The Sheena Easton “My baby takes the Morning Train” ad was simply tasteless and irritating in the way most ads are, but other Connex ads infuriate all the more because they highlight the very gaps in service on which they should be spending money, instead of on all this spin. There’s one series with gorgeous young things reclining in bed, etcetera, with “we know where you’d rather wait”. For non-melburnians, this means that Connex provides a SMS service so that if your train’s cancelled, you can theoretically spend another ten minutes in bed instead of on the platform in the cold wind with someone who’s forgotten their medication.

This, of course, assumes (wrongly) that Connex can provide SMSs in an accurate and timely fashion- rather like, you know, trains. It also highlights the fact that they cancel trains all the time. What about fixing the actual transport system instead of giving SMS addicts another excuse to obsess over their phones?
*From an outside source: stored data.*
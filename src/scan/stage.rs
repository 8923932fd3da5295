// src/scan/stage.rs

use std::fs;
use std::path::{Path, PathBuf};

use tracing::{debug, error};

/// Literal substring that marks a stage log as successfully finished.
///
/// This is the line GROMACS `mdrun` prints on clean completion; detection is
/// purely textual and binary — there is no partial-progress parsing.
pub const COMPLETION_MARKER: &str = "Finished mdrun on rank 0";

/// One step of the fixed simulation pipeline.
///
/// The set is closed: every unit goes through energy minimisation, the two
/// equilibrations and the production run, each evidenced by its own log file.
#[derive(Debug, Clone, Copy, PartialEq, Eq)]
pub enum Stage {
    Em,
    Nvt,
    Npt,
    Md,
}

impl Stage {
    /// All stages in fixed pipeline order.
    pub const ALL: [Stage; 4] = [Stage::Em, Stage::Nvt, Stage::Npt, Stage::Md];

    /// Short label used for chart categories.
    pub fn label(self) -> &'static str {
        match self {
            Stage::Em => "EM",
            Stage::Nvt => "NVT",
            Stage::Npt => "NPT",
            Stage::Md => "MD",
        }
    }

    /// Longer name used in the text report headings.
    pub fn description(self) -> &'static str {
        match self {
            Stage::Em => "EM",
            Stage::Nvt => "NVT Equilibration",
            Stage::Npt => "NPT Equilibration",
            Stage::Md => "MD Simulation",
        }
    }

    /// Evidence log file, relative to the unit directory.
    ///
    /// The production-run log lives under the `analysis/` subdirectory; the
    /// three preparation logs sit directly in the unit directory.
    pub fn evidence_path(self) -> PathBuf {
        match self {
            Stage::Em => PathBuf::from("EM.log"),
            Stage::Nvt => PathBuf::from("NVT.log"),
            Stage::Npt => PathBuf::from("NPT.log"),
            Stage::Md => Path::new("analysis").join("MD.log"),
        }
    }

    /// Contribution of this stage to a unit's overall progress.
    ///
    /// The production run dominates; the weights sum to 1.0.
    pub fn weight(self) -> f64 {
        match self {
            Stage::Em => 1.0 / 12.0,
            Stage::Nvt => 1.0 / 12.0,
            Stage::Npt => 1.0 / 12.0,
            Stage::Md => 9.0 / 12.0,
        }
    }
}

/// Outcome of probing one stage's evidence file.
///
/// Read faults are absorbed here rather than propagated: `Missing` and
/// `Unreadable` both degrade to "not completed", but the caller can see
/// which case occurred.
#[derive(Debug, Clone, Copy, PartialEq, Eq)]
pub enum StageEvidence {
    /// Log exists and contains the completion marker.
    Completed,
    /// Log exists but the marker is absent.
    Incomplete,
    /// No evidence file on disk.
    Missing,
    /// Evidence file exists but could not be read.
    Unreadable,
}

impl StageEvidence {
    pub fn is_completed(self) -> bool {
        matches!(self, StageEvidence::Completed)
    }
}

/// Check whether `stage` has finished for the unit rooted at `unit_dir`.
///
/// A missing or unreadable log is never an error for the pipeline; it is
/// logged and reported as evidence, and the stage counts as not completed.
pub fn inspect_stage(unit_dir: &Path, stage: Stage) -> StageEvidence {
    let log_file = unit_dir.join(stage.evidence_path());

    if !log_file.exists() {
        debug!(stage = stage.label(), path = ?log_file, "evidence file missing");
        return StageEvidence::Missing;
    }

    match fs::read_to_string(&log_file) {
        Ok(contents) => {
            if contents.contains(COMPLETION_MARKER) {
                StageEvidence::Completed
            } else {
                StageEvidence::Incomplete
            }
        }
        Err(err) => {
            error!(stage = stage.label(), path = ?log_file, error = %err, "error reading evidence file");
            StageEvidence::Unreadable
        }
    }
}

#[cfg(test)]
mod tests {
    use std::fs;

    use tempfile::tempdir;

    use super::*;

    #[test]
    fn weights_sum_to_one() {
        let total: f64 = Stage::ALL.iter().map(|s| s.weight()).sum();
        assert!((total - 1.0).abs() < 1e-12);
    }

    #[test]
    fn marker_with_surrounding_text_counts_as_completed() {
        let dir = tempdir().unwrap();
        fs::write(
            dir.path().join("EM.log"),
            "step 50000\nFinished mdrun on rank 0 after 3 hours\nGROMACS reminds you...",
        )
        .unwrap();

        assert_eq!(inspect_stage(dir.path(), Stage::Em), StageEvidence::Completed);
        assert!(inspect_stage(dir.path(), Stage::Em).is_completed());
    }

    #[test]
    fn empty_log_is_incomplete() {
        let dir = tempdir().unwrap();
        fs::write(dir.path().join("NVT.log"), "").unwrap();

        assert_eq!(inspect_stage(dir.path(), Stage::Nvt), StageEvidence::Incomplete);
    }

    #[test]
    fn missing_log_is_missing_not_completed() {
        let dir = tempdir().unwrap();

        let evidence = inspect_stage(dir.path(), Stage::Npt);
        assert_eq!(evidence, StageEvidence::Missing);
        assert!(!evidence.is_completed());
    }

    #[test]
    fn md_evidence_lives_under_analysis_subdir() {
        let dir = tempdir().unwrap();

        // Marker in the wrong place must not count.
        fs::write(dir.path().join("MD.log"), COMPLETION_MARKER).unwrap();
        assert_eq!(inspect_stage(dir.path(), Stage::Md), StageEvidence::Missing);

        fs::create_dir(dir.path().join("analysis")).unwrap();
        fs::write(dir.path().join("analysis").join("MD.log"), COMPLETION_MARKER).unwrap();
        assert_eq!(inspect_stage(dir.path(), Stage::Md), StageEvidence::Completed);
    }
}
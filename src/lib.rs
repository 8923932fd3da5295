// src/lib.rs

pub mod cli;
pub mod config;
pub mod engine;
pub mod logging;
pub mod notify;
pub mod pipeline;
pub mod report;
pub mod scan;
pub mod trigger;

use std::path::PathBuf;

use anyhow::{Context, Result};
use tracing::{debug, info, warn};

use crate::cli::CliArgs;
use crate::config::loader::load_and_validate;
use crate::config::model::ConfigFile;
use crate::engine::{MonitorLoop, ReportPipeline, ScheduleState};
use crate::notify::SmtpNotifier;
use crate::report::SvgRenderer;
use crate::scan::{list_units, Unit};
use crate::trigger::RequestFileTrigger;

/// Environment variable holding the SMTP password.
pub const SMTP_PASSWORD_ENV: &str = "MDWATCH_SMTP_PASSWORD";

/// High-level entry point used by `main.rs`.
///
/// This wires together:
/// - config loading
/// - the report pipeline (scan / aggregate / report / charts)
/// - the notification channel and trigger source
/// - the monitor loop (or a single run in `--once` mode)
pub async fn run(args: CliArgs) -> Result<()> {
    let config_path = PathBuf::from(&args.config);
    let mut cfg = load_and_validate(&config_path)?;

    // CLI overrides for the two directories.
    if let Some(dir) = args.input_dir {
        cfg.monitor.input_dir = dir;
    }
    if let Some(dir) = args.output_dir {
        cfg.monitor.output_dir = dir;
    }

    let input_dir = PathBuf::from(&cfg.monitor.input_dir);
    let output_dir = PathBuf::from(&cfg.monitor.output_dir);

    // A fundamentally inaccessible input root is the one fault that may
    // terminate the process, and only here at launch.
    let units = list_units(&input_dir)
        .with_context(|| format!("input directory {input_dir:?} is not accessible"))?;
    info!(input_dir = ?input_dir, units = units.len(), "startup scan complete");

    if args.dry_run {
        print_dry_run(&cfg, &units);
        return Ok(());
    }

    let pipeline = ReportPipeline {
        input_dir,
        output_dir: output_dir.clone(),
        parallelism: cfg.monitor.parallelism,
        renderer: SvgRenderer,
    };

    let notifier = cfg.email.as_ref().map(|email| {
        let password = std::env::var(SMTP_PASSWORD_ENV).ok();
        if password.is_none() {
            warn!(
                "{SMTP_PASSWORD_ENV} not set; connecting to {} without credentials",
                email.smtp_host
            );
        }
        SmtpNotifier::new(email, password)
    });

    if args.once {
        pipeline.run_once(notifier.as_ref()).await?;
        return Ok(());
    }

    let trigger = RequestFileTrigger::new(cfg.trigger.request_path(&output_dir));
    let schedule = ScheduleState::new(cfg.monitor.interval());

    let monitor = MonitorLoop::new(pipeline, schedule, trigger, notifier, cfg.monitor.tick());
    monitor.run().await
}

/// Simple dry-run output: print effective settings and detected units.
fn print_dry_run(cfg: &ConfigFile, units: &[Unit]) {
    println!("mdwatch dry-run");
    println!("  monitor.input_dir = {}", cfg.monitor.input_dir);
    println!("  monitor.output_dir = {}", cfg.monitor.output_dir);
    println!("  monitor.interval_hours = {}", cfg.monitor.interval_hours);
    println!("  monitor.tick_seconds = {}", cfg.monitor.tick_seconds);
    println!("  monitor.parallelism = {}", cfg.monitor.parallelism);
    match &cfg.email {
        Some(email) => println!("  email: {} -> {} via {}", email.from, email.to, email.smtp_host),
        None => println!("  email: disabled"),
    }
    println!("  trigger.request_file = {}", cfg.trigger.request_file);
    println!();

    println!("units ({}):", units.len());
    for unit in units {
        println!("  - {}", unit.name);
    }

    debug!("dry-run complete (no processing)");
}
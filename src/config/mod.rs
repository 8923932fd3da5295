// src/config/mod.rs

//! Configuration loading and validation for mdwatch.
//!
//! Responsibilities:
//! - Define the TOML-backed data model (`model.rs`).
//! - Load a config file from disk (`loader.rs`).
//! - Validate basic invariants like non-zero intervals (`validate.rs`).

pub mod loader;
pub mod model;
pub mod validate;

pub use loader::{default_config_path, load_and_validate, load_from_path};
pub use model::{ConfigFile, EmailSection, MonitorSection, TriggerSection};
pub use validate::validate_config;
//! Fan-out of [`DataEvent`] notifications to listeners.
//!
//! Each subscriber gets its own unbounded channel so a slow listener never
//! stalls the radio callback that produced the event. Subscribers whose
//! receiver has been dropped are pruned on the next publish.

use std::sync::Mutex;

use celld_common::models::{ContextState, Purpose};
use celld_common::protocol::{DataEvent, StateChangedPayload};
use crossbeam_channel::{Receiver, Sender, unbounded};

use crate::context::Transition;
use crate::util::lock;

#[derive(Default)]
pub struct EventBus {
    subscribers: Mutex<Vec<Sender<DataEvent>>>,
}

impl EventBus {
    pub fn new() -> Self {
        Self::default()
    }

    pub fn subscribe(&self) -> Receiver<DataEvent> {
        let (tx, rx) = unbounded();
        lock(&self.subscribers).push(tx);
        rx
    }

    pub fn subscriber_count(&self) -> usize {
        lock(&self.subscribers).len()
    }

    pub fn publish(&self, event: DataEvent) {
        let mut subs = lock(&self.subscribers);
        subs.retain(|tx| tx.send(event.clone()).is_ok());
    }

    /// Publish a state change if `t` actually changed state.
    pub(crate) fn state_changed(
        &self,
        slot: usize,
        purpose: Purpose,
        t: Transition,
        reason: Option<String>,
    ) {
        if !t.changed() {
            return;
        }
        log_transition(slot, purpose, t.old, t.new, reason.as_deref());
        self.publish(DataEvent::StateChanged(StateChangedPayload {
            slot,
            purpose,
            old: t.old,
            new: t.new,
            reason,
        }));
    }
}

fn log_transition(
    slot: usize,
    purpose: Purpose,
    old: ContextState,
    new: ContextState,
    reason: Option<&str>,
) {
    match new {
        ContextState::Failed => {
            tracing::warn!(slot, %purpose, %old, %new, reason, "context failed")
        }
        _ => tracing::info!(slot, %purpose, %old, %new, reason, "context state changed"),
    }
}
impl SubscriptionIdentity {
    /// A cleared identity.
    pub fn new() -> Self {
        Self::default()
    }

    /// Reset every field to its cleared value.
    pub fn clear(&mut self) {
        *self = Self::default();
    }

    /// Deep value copy of `other` into `self`.
    pub fn copy_from(&mut self, other: &SubscriptionIdentity) {
        self.clone_from(other);
    }

    /// Whether both identities describe the same card application,
    /// ignoring slot and activation status. An absent string and an empty
    /// string compare equal.
    pub fn is_same(&self, other: &SubscriptionIdentity) -> bool {
        self.gsm_app_index == other.gsm_app_index
            && self.cdma_app_index == other.cdma_app_index
            && self.sub_index == other.sub_index
            && self.app_type == other.app_type
            && same_text(&self.app_id, &other.app_id)
            && same_text(&self.app_label, &other.app_label)
            && same_text(&self.iccid, &other.iccid)
    }

    /// GSM-family index if set, otherwise the CDMA-family index.
    pub fn effective_app_index(&self) -> Option<u32> {
        self.gsm_app_index.or(self.cdma_app_index)
    }

    /// True when no application index is set.
    pub fn is_cleared(&self) -> bool {
        self.gsm_app_index.is_none() && self.cdma_app_index.is_none()
    }

    /// Exactly one index set, or neither.
    pub fn is_well_formed(&self) -> bool {
        !(self.gsm_app_index.is_some() && self.cdma_app_index.is_some())
    }
}

fn same_text(a: &Option<String>, b: &Option<String>) -> bool {
    a.as_deref().unwrap_or("") == b.as_deref().unwrap_or("")
}

// ── Subscription roster ─────────────────────────────────────────────

#[derive(Debug, Clone, PartialEq, Eq, Error)]
pub enum RosterError {
    #[error("roster has {expected} slots, got {actual}")]
    SlotCountMismatch { expected: usize, actual: usize },
    #[error("slot {slot} out of range (0..{slots})")]
    SlotOutOfRange { slot: usize, slots: usize },
}

/// Fixed-size, slot-ordered set of subscription identities.
#[derive(Debug, Clone, PartialEq, Eq, Serialize, Deserialize)]
pub struct SubscriptionRoster {
    entries: Vec<SubscriptionIdentity>,
}

impl SubscriptionRoster {
    /// A roster of `slots` cleared identities.
    pub fn new(slots: usize) -> Self {
        Self {
            entries: vec![SubscriptionIdentity::default(); slots],
        }
    }

    /// Build a roster from slot-ordered entries.
    pub fn from_entries(entries: Vec<SubscriptionIdentity>) -> Self {
        Self { entries }
    }

    /// Return a copy of this roster with `slot` replaced.
    ///
    /// Used to assemble the next snapshot off to the side before it is
    /// published wholesale.
    pub fn with_slot(
        mut self,
        slot: usize,
        identity: SubscriptionIdentity,
    ) -> Result<Self, RosterError> {
        let slots = self.entries.len();
        let entry = self
            .entries
            .get_mut(slot)
            .ok_or(RosterError::SlotOutOfRange { slot, slots })?;
        *entry = identity;
        Ok(self)
    }

    pub fn len(&self) -> usize {
        self.entries.len()
    }

    pub fn is_empty(&self) -> bool {
        self.entries.is_empty()
    }

    pub fn get(&self, slot: usize) -> Option<&SubscriptionIdentity> {
        self.entries.get(slot)
    }

    pub fn iter(&self) -> impl Iterator<Item = &SubscriptionIdentity> {
        self.entries.iter()
    }

    /// Membership by [`SubscriptionIdentity::is_same`].
    pub fn contains(&self, identity: &SubscriptionIdentity) -> bool {
        self.find(identity).is_some()
    }

    /// Position of the first entry that [`is_same`](SubscriptionIdentity::is_same)
    /// as `identity`.
    pub fn find(&self, identity: &SubscriptionIdentity) -> Option<usize> {
        self.entries.iter().position(|e| e.is_same(identity))
    }

    /// Replace every entry with a deep copy of `other`'s. The slot count
    /// never changes.
    pub fn copy_from(&mut self, other: &SubscriptionRoster) -> Result<(), RosterError> {
        if other.len() != self.len() {
            return Err(RosterError::SlotCountMismatch {
                expected: self.len(),
                actual: other.len(),
            });
        }
        for (mine, theirs) in self.entries.iter_mut().zip(other.entries.iter()) {
            mine.copy_from(theirs);
        }
        Ok(())
    }
}
use std::sync::{Mutex, MutexGuard, RwLock, RwLockReadGuard, RwLockWriteGuard};

/// Lock a mutex, recovering the guard if a previous holder panicked.
///
/// Every guarded value in this crate is left consistent between
/// statements, so a poisoned lock carries no torn state.
pub(crate) fn lock<T>(m: &Mutex<T>) -> MutexGuard<'_, T> {
    m.lock().unwrap_or_else(|e| e.into_inner())
}

pub(crate) fn read<T>(l: &RwLock<T>) -> RwLockReadGuard<'_, T> {
    l.read().unwrap_or_else(|e| e.into_inner())
}

pub(crate) fn write<T>(l: &RwLock<T>) -> RwLockWriteGuard<'_, T> {
    l.write().unwrap_or_else(|e| e.into_inner())
}
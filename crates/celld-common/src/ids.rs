//! Prefixed ID generation.
//!
//! IDs are a `prefix_` followed by a UUIDv7 (time-ordered), so a candidate
//! or notification id is recognisable by type in logs.

use uuid::Uuid;

fn prefixed_id(prefix: &str) -> String {
    let id = Uuid::now_v7();
    format!("{}_{}", prefix, id.as_simple())
}

/// Generate a profile candidate ID: `apn_<uuid7>`
pub fn candidate_id() -> String {
    prefixed_id("apn")
}

/// Generate a notification ID: `evt_<uuid7>`
pub fn event_id() -> String {
    prefixed_id("evt")
}

#[cfg(test)]
mod tests {
    use super::*;

    #[test]
    fn ids_have_correct_prefix() {
        assert!(candidate_id().starts_with("apn_"));
        assert!(event_id().starts_with("evt_"));
    }

    #[test]
    fn ids_are_unique_and_time_ordered() {
        let a = candidate_id();
        let b = candidate_id();
        assert_ne!(a, b);
        assert!(b > a, "Expected {b} > {a}");
    }
}
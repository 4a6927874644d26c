use celld_common::models::{AppType, ContextState, Purpose, RosterError, UnknownPurpose};
use thiserror::Error;

// ── Routing ─────────────────────────────────────────────────────────

#[derive(Debug, Clone, PartialEq, Eq, Error)]
pub enum RouteError {
    #[error("slot {slot} out of range (0..{slots})")]
    OutOfRange { slot: usize, slots: usize },
    #[error("slot {slot} has no backend provisioned")]
    NotProvisioned { slot: usize },
    #[error("slot {slot}: application type {app_type} does not determine a technology")]
    AmbiguousApplicationType { slot: usize, app_type: AppType },
}

// ── Context state machine ───────────────────────────────────────────

#[derive(Debug, Clone, PartialEq, Eq, Error)]
pub enum ContextError {
    #[error("slot {slot} {purpose}: not ready (disabled, dependency unmet, or tethered call active)")]
    NotReady { slot: usize, purpose: Purpose },
    #[error("slot {slot} {purpose}: no candidates left to try")]
    NoCandidates { slot: usize, purpose: Purpose },
    #[error("slot {slot} {purpose}: cannot go from {from} to {to}")]
    InvalidTransition {
        slot: usize,
        purpose: Purpose,
        from: ContextState,
        to: ContextState,
    },
    #[error("slot {slot} {purpose}: result for {candidate} does not match the pending attempt")]
    StaleAttempt {
        slot: usize,
        purpose: Purpose,
        candidate: String,
    },
    #[error("slot {slot} {purpose}: candidate {candidate} cannot carry this purpose")]
    UnsupportedPurpose {
        slot: usize,
        purpose: Purpose,
        candidate: String,
    },
    #[error("slot {slot} {purpose}: candidate {candidate} listed twice")]
    DuplicateCandidate {
        slot: usize,
        purpose: Purpose,
        candidate: String,
    },
    #[error("slot {slot}: mobile data is disabled")]
    DataDisabled { slot: usize },
    #[error("slot {slot}: backend was retired by a technology change")]
    BackendRetired { slot: usize },
}

// ── Configuration ───────────────────────────────────────────────────

#[derive(Debug, Error)]
pub enum ConfigError {
    #[error("invalid config TOML: {0}")]
    Parse(#[from] toml::de::Error),
    #[error("unsupported config version {0}")]
    UnsupportedVersion(u32),
    #[error("at least one slot is required")]
    NoSlots,
    #[error("default data slot {slot} out of range (0..{slots})")]
    DefaultSlotOutOfRange { slot: usize, slots: usize },
    #[error(transparent)]
    UnknownPurpose(#[from] UnknownPurpose),
    #[error("candidate {index}: missing {field}")]
    MissingField { index: usize, field: &'static str },
    #[error("invalid {field}: {value}")]
    InvalidValue { field: &'static str, value: String },
    #[error(transparent)]
    Roster(#[from] RosterError),
}

// ── Service ─────────────────────────────────────────────────────────

#[derive(Debug, Error)]
pub enum ServiceError {
    #[error(transparent)]
    Route(#[from] RouteError),
    #[error(transparent)]
    Context(#[from] ContextError),
    #[error(transparent)]
    Config(#[from] ConfigError),
    #[error(transparent)]
    Roster(#[from] RosterError),
}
Then there’s the series of poster ads, in 70s bulbous typescript, aimed at fare evaders. You know the ones: “Fare evaders! Please thank the person next to you! He has paid for your journey. Maybe you should offer to mow his lawn!…Maybe you should cook them a nice meal!” …

To which the only response when one is straphanging, sardined, bloodshot eyed and ripe for murder on the 8:12: “Get f***ed!” or “Please thank us for putting up with your bloody system. Maybe you should provide a system worth paying for!” (Unfortunately, I’m a wimp, and pay for my ticket.)

But the crowning glory appeared earlier this year, an advertising campaign so expensive, so high in production values, so out there and full of creative juice that noone on the balcony could understand it at all. Even Girlchild and Boychild, usually so good at explaining the modern world to us, could only shake their heads pensively. It was vaguely apparent that it was about Connex, but apart from that the message was far from clear.

Wretched souls, washed in a blue-grey arthouse ambience and dreadfully expensive lighting, struggled through streets and over pavements, literally carrying others, to hysterically tragic music, like some modern day Victor Hugo ripoff. I was bemused. The role of advertising is to portray the product or service in a flattering light, but this seemed like a realistic portrayal of the hellish journey through Footscray “premium” (hah!) station to the fourth circle of Hell City Loop, complete with the wails of the damned. In my abortive attempt to find a jay-peg for this post I came across this description of the soundtrack: “The music for the advertisement, an evocative Stalinist mood-piece entitled No(t) Home, was written especially for the video by Russian born, Tasmanian based singer Zulya Kamalova, a leading proponent of Tatar music in Australia.”

Imagine the fulminations from Bolt and co. if a public company had come out with an ad containing a Stalinist mood-piece. Oh, the irony.

The ads were linked to a website, which probably cost Connex another bucket of our money, but it was impossible to load it until the other day – one of those dratted Flash sites which just kind of sit there and never load. Nevertheless, we eventuallly worked it out: the Don’t Hold Others Back campaign is to inform us that we, the passengers, are the cause of all the trouble. Yes, forget about the cancellation of the 5.11 and the Faulty Train at Flinders Street which the crackling PA is ranting about. It’s YOU, you wretch, you’re thirty seconds late and you’ll make the train wait for you! Which makes us all suffer!

Except, of course that most of it’s bollocks because trains don’t wait, do they? If you’re slow, you just have to catch the next one. If it comes, of course. The primary offender in holding us all back is Connex itself, and this kind of conspicuous consumption just rubs our noses in it.

If Connex could just shut up with the advertising and spin for a year or two and spend the money on improving the system instead, we’d all cheer.